Author: Samantha Beth Meyer

Meyer, Samantha Beth, 2011 Coronary heart disease patients' compliance with dietary recommendations: Does trust matter?, Flinders University, School of Medicine

This electronic version is made publicly available by Flinders University in accordance with its open access policy for student theses. Copyright in this thesis remains with the author. This thesis may incorporate third party material which has been used by the author pursuant to Fair Dealing exceptions. If you are the owner of any included third party copyright material and/or you believe that any material has been made available without permission of the copyright owner please contact copyright@flinders.edu.au with the details.

Abstract

Recent theoretical and applied International literature has suggested that trust in healthcare is declining. This thesis investigates the apparent decline by researching the role of trust in coronary heart disease (CHD) patients' compliance with dietary recommendations. This thesis also investigates the practical application of social theories of trust. At present, social theories of trust do not provide a practical framework for applied investigation. This thesis is a means of theoretical development with regard to social theories of trust.
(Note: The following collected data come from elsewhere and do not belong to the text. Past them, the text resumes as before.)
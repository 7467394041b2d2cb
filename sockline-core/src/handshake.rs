//! WebSocket opening handshake
//!
//! Server side of the HTTP/1.1 upgrade from RFC 6455 section 4.2. The
//! negotiator is deliberately lenient: it does not check the method, the
//! `Upgrade`/`Connection` headers or the version, only that a non-empty
//! `Sec-WebSocket-Key` is present.

use crate::error::HandshakeError;
use crate::protocol::constants::{HEADER_SEC_WEBSOCKET_KEY, HEADER_TERMINATOR, WEBSOCKET_GUID};
use base64::{engine::general_purpose, Engine as _};
use bytes::Bytes;
use sha1::{Digest, Sha1};

/// Parsed upgrade request
#[derive(Debug, Clone, Default, PartialEq, Eq)]
pub struct HandshakeRequest {
    /// First line of the request, e.g. `GET /chat HTTP/1.1`
    pub request_line: String,
    /// Header name/value pairs in arrival order
    pub headers: Vec<(String, String)>,
}

impl HandshakeRequest {
    /// Parse a header block (without the terminating blank line)
    pub fn parse(block: &str) -> Self {
        let mut lines = block.lines();
        let request_line = lines.next().unwrap_or_default().to_string();

        let headers = lines
            .filter_map(|line| line.split_once(':'))
            .map(|(name, value)| (name.to_string(), value.trim_start().to_string()))
            .collect();

        Self {
            request_line,
            headers,
        }
    }

    /// Look up a header, ignoring ASCII case in the name
    pub fn header(&self, name: &str) -> Option<&str> {
        self.headers
            .iter()
            .find(|(key, _)| key.eq_ignore_ascii_case(name))
            .map(|(_, value)| value.as_str())
    }

    /// Request target from the request line, if there is one
    pub fn path(&self) -> Option<&str> {
        self.request_line.split_whitespace().nth(1)
    }

    /// The client's `Sec-WebSocket-Key`, if present and non-empty
    pub fn key(&self) -> Option<&str> {
        self.header(HEADER_SEC_WEBSOCKET_KEY)
            .filter(|key| !key.is_empty())
    }
}

/// Outcome of [`negotiate`]
#[derive(Debug, Clone, PartialEq, Eq)]
pub enum HandshakeResult {
    /// The request was accepted
    Success {
        /// `101 Switching Protocols` response to write back
        response: Bytes,
        /// The parsed request
        request: HandshakeRequest,
        /// Bytes of input taken by the request, including the blank line
        consumed: usize,
    },
    /// The header block has not been fully received yet
    Incomplete,
    /// The request cannot be accepted
    Failure(HandshakeError),
}

/// Compute the `Sec-WebSocket-Accept` token for a client key
pub fn compute_accept_key(client_key: &str) -> String {
    let mut hasher = Sha1::new();
    hasher.update(client_key.as_bytes());
    hasher.update(WEBSOCKET_GUID.as_bytes());
    general_purpose::STANDARD.encode(hasher.finalize())
}

/// Build the literal upgrade response for an accept token
pub fn response_for(accept_key: &str) -> String {
    format!(
        "HTTP/1.1 101 Switching Protocols\r\n\
         Upgrade: WebSocket\r\n\
         Connection: Upgrade\r\n\
         Sec-WebSocket-Accept: {}\r\n\
         \r\n",
        accept_key
    )
}

/// Length of the header block including its terminator, once one has arrived
pub fn request_len(raw: &[u8]) -> Option<usize> {
    raw.windows(HEADER_TERMINATOR.len())
        .position(|window| window == HEADER_TERMINATOR)
        .map(|pos| pos + HEADER_TERMINATOR.len())
}

/// Try to complete the handshake from the bytes received so far
pub fn negotiate(raw: &[u8], max_size: usize) -> HandshakeResult {
    let consumed = match request_len(raw) {
        Some(len) if len <= max_size => len,
        Some(len) => {
            return HandshakeResult::Failure(HandshakeError::RequestTooLarge {
                size: len,
                max: max_size,
            })
        }
        None if raw.len() >= max_size => {
            return HandshakeResult::Failure(HandshakeError::RequestTooLarge {
                size: raw.len(),
                max: max_size,
            })
        }
        None => return HandshakeResult::Incomplete,
    };

    let block = String::from_utf8_lossy(&raw[..consumed - HEADER_TERMINATOR.len()]);
    let request = HandshakeRequest::parse(&block);

    let accept = match request.key() {
        Some(key) => compute_accept_key(key),
        None => return HandshakeResult::Failure(HandshakeError::MissingKey),
    };

    HandshakeResult::Success {
        response: Bytes::from(response_for(&accept)),
        request,
        consumed,
    }
}

#[cfg(test)]
mod tests {
    use super::*;

    const MAX: usize = crate::protocol::constants::DEFAULT_MAX_HANDSHAKE_SIZE;

    const SAMPLE: &str = "GET /chat HTTP/1.1\r\n\
                          Host: server.example.com\r\n\
                          Upgrade: websocket\r\n\
                          Connection: Upgrade\r\n\
                          Sec-WebSocket-Key: dGhlIHNhbXBsZSBub25jZQ==\r\n\
                          Sec-WebSocket-Version: 13\r\n\
                          \r\n";

    #[test]
    fn test_compute_accept_key() {
        // Test vector from RFC 6455 section 1.3
        assert_eq!(
            compute_accept_key("dGhlIHNhbXBsZSBub25jZQ=="),
            "s3pPLMBiTxaQ9kYGzzhZRbK+xOo="
        );
    }

    #[test]
    fn test_successful_negotiation() {
        match negotiate(SAMPLE.as_bytes(), MAX) {
            HandshakeResult::Success {
                response,
                request,
                consumed,
            } => {
                assert_eq!(
                    &response[..],
                    b"HTTP/1.1 101 Switching Protocols\r\n\
                      Upgrade: WebSocket\r\n\
                      Connection: Upgrade\r\n\
                      Sec-WebSocket-Accept: s3pPLMBiTxaQ9kYGzzhZRbK+xOo=\r\n\r\n"
                );
                assert_eq!(consumed, SAMPLE.len());
                assert_eq!(request.path(), Some("/chat"));
                assert_eq!(request.header("host"), Some("server.example.com"));
            }
            other => panic!("unexpected result: {:?}", other),
        }
    }

    #[test]
    fn test_trailing_frame_bytes_not_consumed() {
        let mut raw = SAMPLE.as_bytes().to_vec();
        raw.extend_from_slice(&[0x81, 0x00]);

        match negotiate(&raw, MAX) {
            HandshakeResult::Success { consumed, .. } => assert_eq!(consumed, SAMPLE.len()),
            other => panic!("unexpected result: {:?}", other),
        }
    }

    #[test]
    fn test_missing_or_empty_key() {
        let raw = b"GET / HTTP/1.1\r\nHost: localhost\r\n\r\n";
        assert_eq!(
            negotiate(raw, MAX),
            HandshakeResult::Failure(HandshakeError::MissingKey)
        );

        let raw = b"GET / HTTP/1.1\r\nSec-WebSocket-Key: \r\n\r\n";
        assert_eq!(
            negotiate(raw, MAX),
            HandshakeResult::Failure(HandshakeError::MissingKey)
        );
    }

    #[test]
    fn test_incomplete_request() {
        let partial = &SAMPLE.as_bytes()[..SAMPLE.len() - 2];
        assert_eq!(negotiate(partial, MAX), HandshakeResult::Incomplete);
        assert_eq!(negotiate(b"", MAX), HandshakeResult::Incomplete);
    }

    #[test]
    fn test_request_too_large() {
        let raw = vec![b'a'; 64];
        assert_eq!(
            negotiate(&raw, 64),
            HandshakeResult::Failure(HandshakeError::RequestTooLarge { size: 64, max: 64 })
        );
        assert!(matches!(
            negotiate(SAMPLE.as_bytes(), 32),
            HandshakeResult::Failure(HandshakeError::RequestTooLarge { .. })
        ));
    }

    #[test]
    fn test_header_parsing_is_lenient() {
        let request = HandshakeRequest::parse(
            "GET / HTTP/1.1\r\n\
             no colon on this line\r\n\
             sec-websocket-key:    abc==\r\n\
             X-Empty:\r\n\
             X-Url: http://example.com:8080",
        );

        assert_eq!(request.headers.len(), 3);
        assert_eq!(request.key(), Some("abc=="));
        assert_eq!(request.header("x-empty"), Some(""));
        assert_eq!(request.header("X-URL"), Some("http://example.com:8080"));
        assert_eq!(request.header("missing"), None);
    }
}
A total of 37 qualitative interviews in South Australia and 1044 quantitative surveys were collected from a national sample as a means of investigating social theories of trust. The qualitative findings indicate that people with CHD trust healthcare professionals and the healthcare system. It was also found that in situations of risk, individuals are dependent on the healthcare system and healthcare professionals; they do not reflexively 'trust'. In addition, the findings suggest that trust may play a role in compliance but that risk and reflexivity are central to understanding the concept of compliance. Quantitative results indicate that Australians have high levels of trust in organisations and individuals but that specific demographic factors can be used to predict levels of trust. Respondents who are females, have a chronic health condition, a high annual household income, living in advantaged areas are the most likely to distrust doctors, among other groups of individuals and organisations. The findings suggest that current social theories of trust do not provide a practical framework for investigating trust in social health research. Findings have led to the development of a more comprehensive model of trust that may be used for future research on trust in healthcare.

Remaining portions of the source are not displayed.